My tractor does have power beyond, and I considered tapping that but would much prefer having everything self-contained in the chipper. I'll look around for a suitable control valve. Being an old retired guy I don't want to spend any more than necessary to make it work. Meantime, I may make the ball/spring relief valve and give it a try. Maybe it'll actually work!
 
The true hydraulic engineer is coming out there Gordon, that’s what all the ones I’ve had dealings with seem to do!, split the line, stick a tee in and pray!, I think they all went to the same school myself.
Damn think I visited there as well, good news is if the lines are marked it’s easy to put back.
Getting a cheap hydraulic test set and hoses is handy too, insert test point, screw on guage.
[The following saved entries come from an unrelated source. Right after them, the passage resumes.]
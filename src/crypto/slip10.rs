//! SLIP-0010 hierarchical derivation for Ed25519.
//!
//! Ed25519 only supports hardened children, so every path level is derived
//! with the hardened bit set. Reference:
//! <https://github.com/satoshilabs/slips/blob/master/slip-0010.md>

use crate::domain::{DomainError, DomainResult, SecretKey, KEY_LENGTH};
use hmac::{Hmac, Mac};
use sha2::Sha512;
use zeroize::Zeroizing;

type HmacSha512 = Hmac<Sha512>;

const HARDENED_OFFSET: u32 = 0x8000_0000;

/// Extended private key: key bytes plus chain code
struct ExtendedKey {
    key: Zeroizing<[u8; KEY_LENGTH]>,
    chain_code: Zeroizing<[u8; 32]>,
}

impl ExtendedKey {
    fn from_hmac(hmac_key: &[u8], parts: &[&[u8]]) -> DomainResult<Self> {
        // Unreachable for HMAC, which takes any key length
        let mut mac = HmacSha512::new_from_slice(hmac_key)
            .map_err(|e| DomainError::CryptoError(format!("HMAC init failed: {}", e)))?;
        for part in parts {
            mac.update(part);
        }

        let mut output = Zeroizing::new([0u8; 64]);
        output.copy_from_slice(&mac.finalize().into_bytes());

        let mut key = Zeroizing::new([0u8; KEY_LENGTH]);
        let mut chain_code = Zeroizing::new([0u8; 32]);
        key.copy_from_slice(&output[..32]);
        chain_code.copy_from_slice(&output[32..]);

        Ok(Self { key, chain_code })
    }
}

/// SLIP-0010 Ed25519 deriver
pub struct Slip10;

impl Slip10 {
    /// Master HMAC key for the Ed25519 curve
    const MASTER_SECRET: &'static [u8] = b"ed25519 seed";

    /// Derive the private key at `path` from a BIP39 seed.
    ///
    /// Each element of `path` is a level index without the hardened bit;
    /// it is applied here.
    pub fn derive(seed: &[u8], path: &[u32]) -> DomainResult<SecretKey> {
        let mut node = Self::master_key(seed)?;
        for &index in path {
            node = Self::child_key(&node, index)?;
        }
        Ok(SecretKey::from_bytes(*node.key))
    }

    /// I = HMAC-SHA512(Key = "ed25519 seed", Data = seed)
    fn master_key(seed: &[u8]) -> DomainResult<ExtendedKey> {
        ExtendedKey::from_hmac(Self::MASTER_SECRET, &[seed])
    }

    /// I = HMAC-SHA512(Key = chain_code, Data = 0x00 || key || ser32(index | 2^31))
    fn child_key(parent: &ExtendedKey, index: u32) -> DomainResult<ExtendedKey> {
        let hardened = (index | HARDENED_OFFSET).to_be_bytes();
        ExtendedKey::from_hmac(&parent.chain_code[..], &[&[0x00][..], &parent.key[..], &hardened[..]])
    }
}

#[cfg(test)]
mod tests {
    use super::*;

    // SLIP-0010 test vector 1 for ed25519
    const SEED_1: &str = "000102030405060708090a0b0c0d0e0f";

    fn derive_hex(seed: &str, path: &[u32]) -> String {
        let seed = hex::decode(seed).unwrap();
        hex::encode(Slip10::derive(&seed, path).unwrap().as_bytes())
    }

    #[test]
    fn test_vector_1_master() {
        assert_eq!(
            derive_hex(SEED_1, &[]),
            "2b4be7f19ee27bbf30c667b642d5f4aa69fd169872f8fc3059c08ebae2eb19e7"
        );
    }

    #[test]
    fn test_vector_1_chain_m_0h() {
        assert_eq!(
            derive_hex(SEED_1, &[0]),
            "68e0fe46dfb67e368c75379acec591dad19df3cde26e63b93a8e704f1dade7a3"
        );
    }

    #[test]
    fn test_vector_1_chain_m_0h_1h() {
        assert_eq!(
            derive_hex(SEED_1, &[0, 1]),
            "b1d0bad404bf35da785a64ca1ac54b2617211d2777696fbffaf208f746ae84f2"
        );
    }

    #[test]
    fn test_hardened_bit_is_idempotent() {
        // Passing an index that already carries the hardened bit yields the same child
        assert_eq!(derive_hex(SEED_1, &[0]), derive_hex(SEED_1, &[HARDENED_OFFSET]));
    }

    #[test]
    fn test_different_paths() {
        assert_ne!(derive_hex(SEED_1, &[44, 789, 0]), derive_hex(SEED_1, &[44, 789, 1]));
    }
}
I had one for the fluid power regulatons over here ( they are very touchy about stored power in systems before working on them due to lots of accidents with things moving about and crushing things and people)
Mark
 
I am thinking installing a cheap power beyond single spool valve in the system. I don’t think you will need a detent valve because the work ports will be closed off dead when the handle Is the middle. Fluid will flow through when the handle is in the middle “neutral “.
It will be cheaper to build and try the valve you are talking about, but it will creat heat how much I don’t know.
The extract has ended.